Problem statement:
Where in the material does the word "failure" appear? Copy each line that has it.

BEGIN Information shown

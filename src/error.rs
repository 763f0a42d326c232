//! Error types for background removal operations

use std::path::Path;
use thiserror::Error;

/// Result type alias for background removal operations
pub type Result<T> = std::result::Result<T, BgRemovalError>;

/// Error types surfaced by loading, filling and saving an image
#[derive(Error, Debug)]
pub enum BgRemovalError {
    /// Input/output errors (file not found, permission denied, disk full)
    #[error("IO error: {0}")]
    Io(#[from] std::io::Error),

    /// Image decoding or encoding errors
    #[error("Image processing error: {0}")]
    Image(#[from] image::ImageError),

    /// Output format cannot be written or cannot carry transparency
    #[error("Unsupported format: {0}")]
    UnsupportedFormat(String),

    /// Invalid configuration or parameters
    #[error("Invalid configuration: {0}")]
    InvalidConfig(String),

    /// Stage-annotated processing failure
    #[error("Processing error: {0}")]
    Processing(String),
}

impl BgRemovalError {
    /// Create a new invalid configuration error
    pub fn invalid_config<S: Into<String>>(msg: S) -> Self {
        Self::InvalidConfig(msg.into())
    }

    /// Create a new unsupported format error
    pub fn unsupported_format<S: Into<String>>(format: S) -> Self {
        Self::UnsupportedFormat(format.into())
    }

    /// Create file I/O error with operation context
    pub fn file_io_error<P: AsRef<Path>>(operation: &str, path: P, error: &std::io::Error) -> Self {
        Self::Io(std::io::Error::new(
            error.kind(),
            format!(
                "Failed to {} '{}': {}",
                operation,
                path.as_ref().display(),
                error
            ),
        ))
    }

    /// Create image decoding error with format context
    ///
    /// Only used once the file contents have been read, so every failure here
    /// is reported as undecodable data, including truncated streams.
    pub fn image_load_error<P: AsRef<Path>>(path: P, error: image::ImageError) -> Self {
        let path_ref = path.as_ref();
        let extension = path_ref
            .extension()
            .and_then(|s| s.to_str())
            .unwrap_or("unknown");

        Self::Image(image::ImageError::IoError(std::io::Error::new(
            std::io::ErrorKind::InvalidData,
            format!(
                "Failed to decode image '{}' (format: {}): {}",
                path_ref.display(),
                extension,
                error
            ),
        )))
    }

    /// Create processing error with stage context
    pub fn processing_stage_error(stage: &str, details: &str, input_info: Option<&str>) -> Self {
        let input_context = match input_info {
            Some(info) => format!(" (input: {})", info),
            None => String::new(),
        };

        Self::Processing(format!(
            "Processing failed at stage '{}'{}: {}",
            stage, input_context, details
        ))
    }

    /// Whether this error came from decoding the input rather than writing output
    #[must_use]
    pub fn is_decode_error(&self) -> bool {
        matches!(self, Self::Image(image::ImageError::Decoding(_)))
            || matches!(
                self,
                Self::Image(image::ImageError::IoError(e)) if e.kind() == std::io::ErrorKind::InvalidData
            )
            || matches!(self, Self::Image(image::ImageError::Unsupported(_)))
    }
}
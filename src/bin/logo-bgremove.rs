//! Logo background removal CLI
//!
//! Clears the border-connected background of a single image and writes it
//! out with transparency.

#[cfg(feature = "cli")]
use logo_bgremove::cli;

#[cfg(feature = "cli")]
fn main() -> anyhow::Result<()> {
    cli::main()
}

#[cfg(not(feature = "cli"))]
fn main() {
    panic!("CLI feature not enabled. Please rebuild with --features cli");
}
//! Logo background removal CLI
//!
//! Command-line interface around [`BackgroundRemover`].

use super::config::CliConfigBuilder;
use crate::{
    processor::BackgroundRemover,
    tracing_config::{init_cli_tracing, spans},
    types::{FillStats, ProcessingTimings, RemovalResult},
};
use anyhow::{Context, Result};
use clap::Parser;
use serde::Serialize;
use std::path::{Path, PathBuf};
use tracing::{debug, info};

/// Make the border-connected background of a logo transparent
#[derive(Parser, Debug)]
#[command(author, version, about, long_about = None)]
#[command(name = "logo-bgremove")]
pub struct Cli {
    /// Input image (any format the decoder understands)
    #[arg(value_name = "INPUT")]
    pub input: PathBuf,

    /// Output image; the extension selects the format (png, webp, tif/tiff)
    #[arg(value_name = "OUTPUT")]
    pub output: PathBuf,

    /// Enable verbose logging (-v: DEBUG, -vv: TRACE)
    #[arg(short, long, action = clap::ArgAction::Count)]
    pub verbose: u8,

    /// Suppress the status lines
    #[arg(short, long)]
    pub quiet: bool,

    /// Create missing parent directories of OUTPUT
    #[arg(long)]
    pub create_dirs: bool,

    /// Print fill statistics and timings as JSON on stdout
    #[arg(long)]
    pub stats_json: bool,

    /// Tracing filter directive, overrides -v (e.g. "logo_bgremove=trace")
    #[arg(long, value_name = "FILTER")]
    pub log_filter: Option<String>,
}

/// Machine-readable summary of one run
#[derive(Debug, Serialize)]
pub struct RunSummary {
    pub input: PathBuf,
    pub output: PathBuf,
    pub width: u32,
    pub height: u32,
    pub transparent_pixels: usize,
    pub stats: FillStats,
    pub timings: ProcessingTimings,
}

impl RunSummary {
    #[must_use]
    pub fn new(input: &Path, output: &Path, result: &RemovalResult) -> Self {
        let (width, height) = result.dimensions();
        Self {
            input: input.to_path_buf(),
            output: output.to_path_buf(),
            width,
            height,
            transparent_pixels: result.transparent_pixel_count(),
            stats: result.stats,
            timings: result.timings.clone(),
        }
    }
}

pub fn main() -> Result<()> {
    let cli = Cli::parse();

    let session_id = init_cli_tracing(cli.verbose, cli.log_filter.as_deref())
        .context("Failed to initialize tracing")?;
    let _session = spans::session(&session_id).entered();

    CliConfigBuilder::validate_cli(&cli).context("Invalid CLI arguments")?;
    let config = CliConfigBuilder::from_cli(&cli).context("Failed to build configuration")?;
    debug!(?config, "Configuration resolved");

    let mut remover =
        BackgroundRemover::new(config).context("Failed to create background remover")?;
    let result = remover
        .process_file(&cli.input, &cli.output)
        .with_context(|| format!("Failed to remove background from {}", cli.input.display()))?;

    info!(
        cleared = result.stats.cleared_pixels,
        total_ms = result.timings.total_ms,
        "Done"
    );

    if cli.stats_json {
        let summary = RunSummary::new(&cli.input, &cli.output, &result);
        println!(
            "{}",
            serde_json::to_string_pretty(&summary).context("Failed to serialize statistics")?
        );
    }

    Ok(())
}
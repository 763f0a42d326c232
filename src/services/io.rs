//! Image I/O operations service
//!
//! Decoding and encoding live here so the fill never touches the filesystem.
//! Output is encoded fully in memory before anything is written, so a failed
//! encode never leaves a partial file behind.

use crate::{
    config::OutputFormat,
    error::{BgRemovalError, Result},
    services::OutputFormatHandler,
};
use image::{DynamicImage, RgbaImage};
use std::io::Cursor;
use std::path::Path;

/// Service for handling image file input/output operations
pub struct ImageIOService;

impl ImageIOService {
    /// Load an image from a file path
    ///
    /// Tries extension-based detection first and falls back to sniffing the
    /// file contents.
    ///
    /// # Errors
    /// - `Io` when the file does not exist or cannot be read
    /// - `Image` when the contents cannot be decoded
    ///
    /// # Examples
    /// ```rust,no_run
    /// use logo_bgremove::services::ImageIOService;
    ///
    /// let image = ImageIOService::load_image("logo.png")?;
    /// # Ok::<(), Box<dyn std::error::Error>>(())
    /// ```
    pub fn load_image<P: AsRef<Path>>(path: P) -> Result<DynamicImage> {
        let path_ref = path.as_ref();

        if !path_ref.is_file() {
            return Err(BgRemovalError::file_io_error(
                "read image file",
                path_ref,
                &std::io::Error::new(std::io::ErrorKind::NotFound, "file does not exist"),
            ));
        }

        match image::open(path_ref) {
            Ok(img) => Ok(img),
            Err(e) => {
                tracing::debug!(
                    path = %path_ref.display(),
                    error = %e,
                    "Extension-based loading failed, attempting content-based detection"
                );

                let data = std::fs::read(path_ref).map_err(|io_err| {
                    BgRemovalError::file_io_error("read image data", path_ref, &io_err)
                })?;

                image::load_from_memory(&data)
                    .map_err(|content_err| BgRemovalError::image_load_error(path_ref, content_err))
            },
        }
    }

    /// Load an image and convert it to 8-bit RGBA
    pub fn load_rgba<P: AsRef<Path>>(path: P) -> Result<RgbaImage> {
        Self::load_image(path).map(|image| image.to_rgba8())
    }

    /// Decode an image from raw bytes
    pub fn load_from_bytes(bytes: &[u8]) -> Result<DynamicImage> {
        image::load_from_memory(bytes).map_err(BgRemovalError::from)
    }

    /// Encode an RGBA image into memory
    ///
    /// # Errors
    /// - `UnsupportedFormat` if `format` cannot store transparency
    /// - `Processing` (stage `image encode`) if the encoder rejects the buffer,
    ///   e.g. a zero-sized image or WebP without the `webp-support` feature
    pub fn encode_to_bytes(image: &RgbaImage, format: OutputFormat) -> Result<Vec<u8>> {
        OutputFormatHandler::ensure_transparency(format)?;

        let mut buffer = Cursor::new(Vec::new());
        image
            .write_to(&mut buffer, OutputFormatHandler::image_format(format))
            .map_err(|e| {
                let (width, height) = image.dimensions();
                BgRemovalError::processing_stage_error(
                    "image encode",
                    &format!("Failed to encode as {}: {}", format, e),
                    Some(&format!("{}x{} RGBA", width, height)),
                )
            })?;

        Ok(buffer.into_inner())
    }

    /// Save an RGBA image to `path` in the given format
    ///
    /// Missing parent directories are an error unless `create_parent_dirs` is set.
    pub fn save_image<P: AsRef<Path>>(
        image: &RgbaImage,
        path: P,
        format: OutputFormat,
        create_parent_dirs: bool,
    ) -> Result<()> {
        let path_ref = path.as_ref();
        let bytes = Self::encode_to_bytes(image, format)?;

        if create_parent_dirs {
            if let Some(parent) = path_ref.parent().filter(|p| !p.as_os_str().is_empty()) {
                std::fs::create_dir_all(parent).map_err(|e| {
                    BgRemovalError::file_io_error("create output directory", parent, &e)
                })?;
            }
        }

        std::fs::write(path_ref, &bytes)
            .map_err(|e| BgRemovalError::file_io_error("write image", path_ref, &e))?;

        tracing::trace!(
            path = %path_ref.display(),
            format = %format,
            bytes = bytes.len(),
            "Image written"
        );

        Ok(())
    }
}
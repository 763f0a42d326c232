//! Configuration types for background removal operations
//!
//! The classifier thresholds are deliberately absent here; they live as
//! constants in [`crate::classifier`]. Configuration only covers how the
//! result is written and reported.

use crate::error::{BgRemovalError, Result};
use serde::{Deserialize, Serialize};

/// Output image format options
#[derive(Debug, Clone, Copy, PartialEq, Eq, Serialize, Deserialize)]
#[serde(rename_all = "lowercase")]
pub enum OutputFormat {
    /// PNG with alpha channel transparency
    Png,
    /// WebP (lossless) with alpha channel transparency
    WebP,
    /// TIFF with alpha channel transparency
    Tiff,
    /// JPEG (no alpha channel; rejected as an output target)
    Jpeg,
}

impl Default for OutputFormat {
    fn default() -> Self {
        Self::Png
    }
}

impl std::fmt::Display for OutputFormat {
    fn fmt(&self, f: &mut std::fmt::Formatter<'_>) -> std::fmt::Result {
        match self {
            Self::Png => write!(f, "png"),
            Self::WebP => write!(f, "webp"),
            Self::Tiff => write!(f, "tiff"),
            Self::Jpeg => write!(f, "jpeg"),
        }
    }
}

/// Configuration for a single background removal run
#[derive(Debug, Clone, PartialEq, Eq, Serialize, Deserialize)]
#[serde(default)]
pub struct RemovalConfig {
    /// Explicit output format; `None` infers it from the output path extension
    pub output_format: Option<OutputFormat>,

    /// Create missing parent directories of the output path (default: false)
    pub create_output_dirs: bool,

    /// Print the human-readable status messages (default: true)
    pub report_progress: bool,
}

impl Default for RemovalConfig {
    fn default() -> Self {
        Self {
            output_format: None,
            create_output_dirs: false,
            report_progress: true,
        }
    }
}

impl RemovalConfig {
    /// Create a new configuration builder
    ///
    /// # Examples
    /// ```rust
    /// use logo_bgremove::{OutputFormat, RemovalConfig};
    ///
    /// let config = RemovalConfig::builder()
    ///     .output_format(OutputFormat::Png)
    ///     .create_output_dirs(true)
    ///     .build()
    ///     .unwrap();
    /// assert!(config.create_output_dirs);
    /// ```
    #[must_use]
    pub fn builder() -> RemovalConfigBuilder {
        RemovalConfigBuilder::default()
    }

    /// Validate configuration parameters
    ///
    /// # Errors
    /// - An explicit output format that cannot store transparency
    ///
    /// ```rust
    /// use logo_bgremove::{OutputFormat, RemovalConfig};
    ///
    /// let mut config = RemovalConfig::default();
    /// assert!(config.validate().is_ok());
    ///
    /// config.output_format = Some(OutputFormat::Jpeg);
    /// assert!(config.validate().is_err());
    /// ```
    pub fn validate(&self) -> Result<()> {
        if let Some(format) = self.output_format {
            if !crate::services::OutputFormatHandler::supports_transparency(format) {
                return Err(BgRemovalError::invalid_config(format!(
                    "output format '{}' has no alpha channel; use png, webp or tiff",
                    format
                )));
            }
        }

        Ok(())
    }
}

/// Builder for `RemovalConfig`
#[derive(Debug, Default)]
pub struct RemovalConfigBuilder {
    config: RemovalConfig,
}

impl RemovalConfigBuilder {
    /// Force an output format instead of inferring it from the extension
    #[must_use]
    pub fn output_format(mut self, format: OutputFormat) -> Self {
        self.config.output_format = Some(format);
        self
    }

    /// Create missing parent directories of the output path
    #[must_use]
    pub fn create_output_dirs(mut self, create: bool) -> Self {
        self.config.create_output_dirs = create;
        self
    }

    /// Print the start and finish status lines
    #[must_use]
    pub fn report_progress(mut self, report: bool) -> Self {
        self.config.report_progress = report;
        self
    }

    /// Build and validate the configuration
    pub fn build(self) -> Result<RemovalConfig> {
        let config = self.config;
        config.validate()?;
        Ok(config)
    }
}
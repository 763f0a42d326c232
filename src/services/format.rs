//! Output format handling service
//!
//! Maps output paths to encoder formats and decides whether a format can
//! carry the transparency the fill produces.

use crate::{
    config::OutputFormat,
    error::{BgRemovalError, Result},
};
use image::ImageFormat;
use std::path::Path;

/// Service for handling output format selection
pub struct OutputFormatHandler;

impl OutputFormatHandler {
    /// Infer the output format from a path's extension (case-insensitive)
    ///
    /// # Errors
    /// - Missing extension or an extension with no known encoder
    ///
    /// # Examples
    /// ```rust
    /// use logo_bgremove::{services::OutputFormatHandler, OutputFormat};
    ///
    /// let format = OutputFormatHandler::format_from_path("logo_final.PNG").unwrap();
    /// assert_eq!(format, OutputFormat::Png);
    /// ```
    pub fn format_from_path<P: AsRef<Path>>(path: P) -> Result<OutputFormat> {
        let path_ref = path.as_ref();
        let extension = path_ref
            .extension()
            .and_then(|s| s.to_str())
            .map(str::to_lowercase)
            .ok_or_else(|| {
                BgRemovalError::unsupported_format(format!(
                    "cannot infer output format for '{}': missing file extension",
                    path_ref.display()
                ))
            })?;

        match extension.as_str() {
            "png" => Ok(OutputFormat::Png),
            "webp" => Ok(OutputFormat::WebP),
            "tif" | "tiff" => Ok(OutputFormat::Tiff),
            "jpg" | "jpeg" => Ok(OutputFormat::Jpeg),
            other => Err(BgRemovalError::unsupported_format(format!(
                "unknown output extension '{}' for '{}'",
                other,
                path_ref.display()
            ))),
        }
    }

    /// Pick the format for an output path, honouring an explicit override,
    /// and reject formats that cannot store an alpha channel.
    pub fn resolve<P: AsRef<Path>>(explicit: Option<OutputFormat>, path: P) -> Result<OutputFormat> {
        let format = match explicit {
            Some(format) => format,
            None => Self::format_from_path(path.as_ref())?,
        };
        Self::ensure_transparency(format)?;
        Ok(format)
    }

    /// Error unless `format` supports per-pixel transparency
    pub fn ensure_transparency(format: OutputFormat) -> Result<()> {
        if Self::supports_transparency(format) {
            Ok(())
        } else {
            Err(BgRemovalError::unsupported_format(format!(
                "{} cannot store transparency; choose png, webp or tiff",
                format
            )))
        }
    }

    /// Encoder format used by the `image` crate
    #[must_use]
    pub fn image_format(format: OutputFormat) -> ImageFormat {
        match format {
            OutputFormat::Png => ImageFormat::Png,
            OutputFormat::WebP => ImageFormat::WebP,
            OutputFormat::Tiff => ImageFormat::Tiff,
            OutputFormat::Jpeg => ImageFormat::Jpeg,
        }
    }

    /// Preferred file extension (without the dot)
    #[must_use]
    pub fn get_extension(format: OutputFormat) -> &'static str {
        match format {
            OutputFormat::Png => "png",
            OutputFormat::WebP => "webp",
            OutputFormat::Tiff => "tiff",
            OutputFormat::Jpeg => "jpg",
        }
    }

    #[must_use]
    pub fn supports_transparency(format: OutputFormat) -> bool {
        match format {
            OutputFormat::Png | OutputFormat::WebP | OutputFormat::Tiff => true,
            OutputFormat::Jpeg => false,
        }
    }
}

#[cfg(test)]
mod tests {
    use super::*;

    #[test]
    fn test_format_from_path() {
        assert_eq!(
            OutputFormatHandler::format_from_path("a/b/logo.png").unwrap(),
            OutputFormat::Png
        );
        assert_eq!(
            OutputFormatHandler::format_from_path("logo.WebP").unwrap(),
            OutputFormat::WebP
        );
        assert_eq!(
            OutputFormatHandler::format_from_path("scan.tif").unwrap(),
            OutputFormat::Tiff
        );
        assert_eq!(
            OutputFormatHandler::format_from_path("photo.jpeg").unwrap(),
            OutputFormat::Jpeg
        );
    }

    #[test]
    fn test_format_from_path_errors() {
        let err = OutputFormatHandler::format_from_path("no_extension").unwrap_err();
        assert!(matches!(err, BgRemovalError::UnsupportedFormat(_)));
        assert!(err.to_string().contains("missing file extension"));

        let err = OutputFormatHandler::format_from_path("logo.gif").unwrap_err();
        assert!(err.to_string().contains("gif"));
    }

    #[test]
    fn test_resolve_rejects_jpeg() {
        assert!(OutputFormatHandler::resolve(None, "out.jpg").is_err());
        assert!(OutputFormatHandler::resolve(Some(OutputFormat::Jpeg), "out.png").is_err());
    }

    #[test]
    fn test_resolve_explicit_overrides_extension() {
        let format = OutputFormatHandler::resolve(Some(OutputFormat::Tiff), "out.png").unwrap();
        assert_eq!(format, OutputFormat::Tiff);

        // Explicit format also covers paths without a usable extension
        let format = OutputFormatHandler::resolve(Some(OutputFormat::Png), "out").unwrap();
        assert_eq!(format, OutputFormat::Png);
    }

    #[test]
    fn test_supports_transparency() {
        assert!(OutputFormatHandler::supports_transparency(OutputFormat::Png));
        assert!(OutputFormatHandler::supports_transparency(OutputFormat::WebP));
        assert!(OutputFormatHandler::supports_transparency(OutputFormat::Tiff));
        assert!(!OutputFormatHandler::supports_transparency(OutputFormat::Jpeg));
    }

    #[test]
    fn test_extension_and_image_format() {
        for format in [OutputFormat::Png, OutputFormat::WebP, OutputFormat::Tiff] {
            let ext = OutputFormatHandler::get_extension(format);
            assert_eq!(OutputFormatHandler::format_from_path(format!("x.{ext}")).unwrap(), format);
        }
        assert_eq!(
            OutputFormatHandler::image_format(OutputFormat::Png),
            ImageFormat::Png
        );
    }
}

END Information shown

Reply:
    /// Stage-annotated processing failure
    /// Only used once the file contents have been read, so every failure here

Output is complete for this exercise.